> WHAT THE TASK ASKS: Please copy the leading lines of the entries below exactly, concluding with the line in which "sb.push(' ');" occurs.
━━━━━━
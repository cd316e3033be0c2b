use std::sync::Arc;

use crate::arg::SelectArg;
use crate::dialect::DatabaseType;
use crate::error::Result;
use crate::statement::{PreparedStmt, StatementType, WhereOperation};
use crate::table::TableDescriptor;
use crate::where_clause::Where;

/// Builder for constructing DELETE statements.
#[derive(Debug, Clone)]
pub struct DeleteBuilder {
    dialect: Arc<dyn DatabaseType>,
    table: Arc<TableDescriptor>,
    where_clause: Option<Where>,
}

impl DeleteBuilder {
    /// Creates a DELETE builder for `table`. Without a WHERE clause every row is deleted.
    #[must_use]
    pub fn new(dialect: Arc<dyn DatabaseType>, table: Arc<TableDescriptor>) -> Self {
        Self {
            dialect,
            table,
            where_clause: None,
        }
    }

    /// Starts a new WHERE clause, replacing any previous one.
    pub fn r#where(&mut self) -> &mut Where {
        self.where_clause.insert(Where::new(&self.table))
    }

    /// Replaces the WHERE clause.
    pub fn set_where(&mut self, where_clause: Option<Where>) {
        self.where_clause = where_clause;
    }

    /// Clears the WHERE clause.
    pub fn reset(&mut self) {
        self.where_clause = None;
    }

    /// Builds the statement.
    ///
    /// # Errors
    ///
    /// Fails when the WHERE clause is incomplete.
    pub fn prepare(&self) -> Result<PreparedStmt> {
        let mut sb = String::with_capacity(64);
        let mut args = Vec::new();
        self.append_statement_string(&mut sb, &mut args)?;

        tracing::debug!(
            table = self.table.name(),
            sql = %sb,
            arg_count = args.len(),
            "DeleteBuilder generated SQL"
        );

        PreparedStmt::new(Arc::clone(&self.table), sb, args, None, StatementType::Delete)
    }

    fn append_statement_string(&self, sb: &mut String, args: &mut Vec<SelectArg>) -> Result<()> {
        sb.push_str("DELETE FROM ");
        self.dialect.append_escaped_entity_name(sb, self.table.name());
        sb.push(' ');
        if let Some(where_clause) = &self.where_clause {
            WhereOperation::First.append_before(sb);
            where_clause.append_sql(&*self.dialect, None, sb, args)?;
            WhereOperation::First.append_after(sb);
        }
        Ok(())
    }
}
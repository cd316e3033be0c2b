//! Type persisters: converters between native values and SQL arguments.
//!
//! Every persisted field resolves to exactly one [`Persister`]. Built-in persisters are indexed
//! by [`NativeType`] in the [`PersisterRegistry`]; other built-ins are only reachable through an
//! explicit [`DataType`] on the field configuration.

mod builtin;
mod registry;

use std::fmt;
use std::sync::Arc;

pub use self::builtin::*;
pub use self::registry::PersisterRegistry;
use crate::config::FieldConfig;
use crate::connection::DatabaseResults;
use crate::error::Result;
use crate::value::{NativeType, Value};

/// Kind of SQL argument a persister produces and binds.
#[derive(Debug, Clone, Copy, PartialEq, Eq, Hash)]
pub enum SqlType {
    /// Short text.
    String,
    /// Unbounded text.
    LongString,
    /// Timestamp.
    Date,
    /// Boolean.
    Boolean,
    /// Single character.
    Char,
    /// 8-bit integer.
    Byte,
    /// Byte array.
    ByteArray,
    /// 16-bit integer.
    Short,
    /// 32-bit integer.
    Integer,
    /// 64-bit integer.
    Long,
    /// 32-bit float.
    Float,
    /// 64-bit float.
    Double,
    /// Serialized structure.
    Serializable,
    /// Binary large object.
    Blob,
    /// Arbitrary precision number.
    BigDecimal,
    /// Native UUID column.
    Uuid,
    /// Vendor specific.
    Other,
    /// Not known.
    Unknown,
}

/// Converter for one native type (or one storage strategy of it).
///
/// Persisters are stateless; any per-field information (format strings, enum variants) comes
/// from the [`FieldConfig`] passed to each call.
pub trait Persister: Send + Sync + fmt::Debug {
    /// Stable name, used in error messages.
    fn name(&self) -> &'static str;

    /// SQL argument kind produced by [`Persister::to_arg`].
    fn sql_type(&self) -> SqlType;

    /// Native types this persister serves when looked up through the registry.
    fn native_types(&self) -> &'static [NativeType] {
        &[]
    }

    /// Converts a non-null native value into its SQL argument.
    ///
    /// # Errors
    ///
    /// Returns a conversion error when the value is not of the expected kind.
    fn to_arg(&self, field: &FieldConfig, value: &Value) -> Result<Value>;

    /// Reads the SQL argument at `column` of the current result row. Returns
    /// [`Value::Null`] for SQL NULL.
    ///
    /// # Errors
    ///
    /// Returns an error when the column cannot be read as this persister's kind.
    fn from_result(
        &self, field: &FieldConfig, results: &dyn DatabaseResults, column: usize,
    ) -> Result<Value>;

    /// Converts a non-null SQL argument back into its native value.
    ///
    /// # Errors
    ///
    /// Returns a conversion error when the argument cannot be represented natively.
    fn to_native(&self, _field: &FieldConfig, arg: Value, _column: usize) -> Result<Value> {
        Ok(arg)
    }

    /// Parses a configured default value into its native value.
    ///
    /// # Errors
    ///
    /// Returns a conversion error when the string cannot be parsed.
    fn parse_default(&self, field: &FieldConfig, default: &str) -> Result<Value>;

    /// Whether literal values are quoted when inlined into SQL.
    fn is_escaped_value(&self) -> bool {
        true
    }

    /// Whether the type may appear in a comparison.
    fn is_comparable(&self) -> bool {
        true
    }

    /// Whether the type may be used for an id field.
    fn is_appropriate_id(&self) -> bool {
        true
    }

    /// Whether values must always be bound through an argument holder rather than inlined.
    fn is_arg_holder_required(&self) -> bool {
        false
    }

    /// Whether the native value is a primitive that cannot itself be null.
    fn is_primitive(&self) -> bool {
        false
    }

    /// Whether the database may generate ids of this type.
    fn is_valid_generated_type(&self) -> bool {
        false
    }

    /// Whether ids of this type are generated in-process rather than by the database.
    fn is_self_generated_id(&self) -> bool {
        false
    }

    /// Generates a new id value for self-generated ids.
    fn generate_id(&self) -> Option<Value> {
        None
    }

    /// Whether the type may be used for a version field.
    fn is_valid_for_version(&self) -> bool {
        false
    }

    /// Returns the version value that follows `current` (`Null` when unset).
    fn next_version(&self, _current: &Value) -> Option<Value> {
        None
    }

    /// Whether the result column can only be read once.
    fn is_stream_type(&self) -> bool {
        false
    }
}

/// Built-in persister selector used on a field to override the native-type lookup.
#[derive(Debug, Clone, Copy, PartialEq, Eq, Hash)]
pub enum DataType {
    /// Text.
    String,
    /// Unbounded text.
    LongString,
    /// Text stored as UTF-8 bytes.
    StringBytes,
    /// Boolean.
    Boolean,
    /// Boolean stored as a character from the field format (default `"10"`).
    BooleanChar,
    /// Boolean stored as 1/0.
    BooleanInteger,
    /// Character.
    Char,
    /// 8-bit integer.
    Byte,
    /// 16-bit integer.
    Short,
    /// 32-bit integer.
    Integer,
    /// 64-bit integer.
    Long,
    /// 32-bit float.
    Float,
    /// 64-bit float.
    Double,
    /// Byte array.
    ByteArray,
    /// Timestamp column.
    Date,
    /// Timestamp stored as epoch milliseconds.
    DateLong,
    /// Timestamp stored as epoch seconds.
    DateInteger,
    /// Timestamp stored as formatted text.
    DateString,
    /// UUID stored as text.
    Uuid,
    /// UUID stored in a native UUID column.
    NativeUuid,
    /// Decimal stored as text.
    DecimalString,
    /// Decimal stored as a numeric column.
    DecimalNumeric,
    /// Enum stored by variant name.
    EnumString,
    /// Enum stored by variant position.
    EnumInteger,
    /// Structure stored as serialized bytes.
    Serializable,
}

impl DataType {
    /// Returns the built-in persister for this data type.
    #[must_use]
    pub fn persister(self) -> Arc<dyn Persister> {
        match self {
            Self::String => Arc::new(StringPersister),
            Self::LongString => Arc::new(LongStringPersister),
            Self::StringBytes => Arc::new(StringBytesPersister),
            Self::Boolean => Arc::new(BooleanPersister),
            Self::BooleanChar => Arc::new(BooleanCharPersister),
            Self::BooleanInteger => Arc::new(BooleanIntegerPersister),
            Self::Char => Arc::new(CharPersister),
            Self::Byte => Arc::new(BytePersister),
            Self::Short => Arc::new(ShortPersister),
            Self::Integer => Arc::new(IntPersister),
            Self::Long => Arc::new(LongPersister),
            Self::Float => Arc::new(FloatPersister),
            Self::Double => Arc::new(DoublePersister),
            Self::ByteArray => Arc::new(ByteArrayPersister),
            Self::Date => Arc::new(DateTimePersister),
            Self::DateLong => Arc::new(DateLongPersister),
            Self::DateInteger => Arc::new(DateIntegerPersister),
            Self::DateString => Arc::new(DateStringPersister),
            Self::Uuid => Arc::new(UuidPersister),
            Self::NativeUuid => Arc::new(NativeUuidPersister),
            Self::DecimalString => Arc::new(DecimalStringPersister),
            Self::DecimalNumeric => Arc::new(DecimalNumericPersister),
            Self::EnumString => Arc::new(EnumStringPersister),
            Self::EnumInteger => Arc::new(EnumIntegerPersister),
            Self::Serializable => Arc::new(SerializablePersister),
        }
    }

    /// Every built-in data type.
    pub const ALL: [Self; 25] = [
        Self::String,
        Self::LongString,
        Self::StringBytes,
        Self::Boolean,
        Self::BooleanChar,
        Self::BooleanInteger,
        Self::Char,
        Self::Byte,
        Self::Short,
        Self::Integer,
        Self::Long,
        Self::Float,
        Self::Double,
        Self::ByteArray,
        Self::Date,
        Self::DateLong,
        Self::DateInteger,
        Self::DateString,
        Self::Uuid,
        Self::NativeUuid,
        Self::DecimalString,
        Self::DecimalNumeric,
        Self::EnumString,
        Self::EnumInteger,
        Self::Serializable,
    ];
}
━━━━━━
> SOLUTION TO THE EXERCISE:
repository cd316e3033be0c2b
use std::sync::Arc;

use crate::arg::SelectArg;
use crate::dialect::DatabaseType;
use crate::error::Result;
use crate::statement::{PreparedStmt, StatementType, WhereOperation};
use crate::table::TableDescriptor;
use crate::where_clause::Where;

/// Builder for constructing DELETE statements.
#[derive(Debug, Clone)]
pub struct DeleteBuilder {
    dialect: Arc<dyn DatabaseType>,
    table: Arc<TableDescriptor>,
    where_clause: Option<Where>,
}

impl DeleteBuilder {
    /// Creates a DELETE builder for `table`. Without a WHERE clause every row is deleted.
    #[must_use]
    pub fn new(dialect: Arc<dyn DatabaseType>, table: Arc<TableDescriptor>) -> Self {
        Self {
            dialect,
            table,
            where_clause: None,
        }
    }

    /// Starts a new WHERE clause, replacing any previous one.
    pub fn r#where(&mut self) -> &mut Where {
        self.where_clause.insert(Where::new(&self.table))
    }

    /// Replaces the WHERE clause.
    pub fn set_where(&mut self, where_clause: Option<Where>) {
        self.where_clause = where_clause;
    }

    /// Clears the WHERE clause.
    pub fn reset(&mut self) {
        self.where_clause = None;
    }

    /// Builds the statement.
    ///
    /// # Errors
    ///
    /// Fails when the WHERE clause is incomplete.
    pub fn prepare(&self) -> Result<PreparedStmt> {
        let mut sb = String::with_capacity(64);
        let mut args = Vec::new();
        self.append_statement_string(&mut sb, &mut args)?;

        tracing::debug!(
            table = self.table.name(),
            sql = %sb,
            arg_count = args.len(),
            "DeleteBuilder generated SQL"
        );

        PreparedStmt::new(Arc::clone(&self.table), sb, args, None, StatementType::Delete)
    }

    fn append_statement_string(&self, sb: &mut String, args: &mut Vec<SelectArg>) -> Result<()> {
        sb.push_str("DELETE FROM ");
        self.dialect.append_escaped_entity_name(sb, self.table.name());
        sb.push(' ');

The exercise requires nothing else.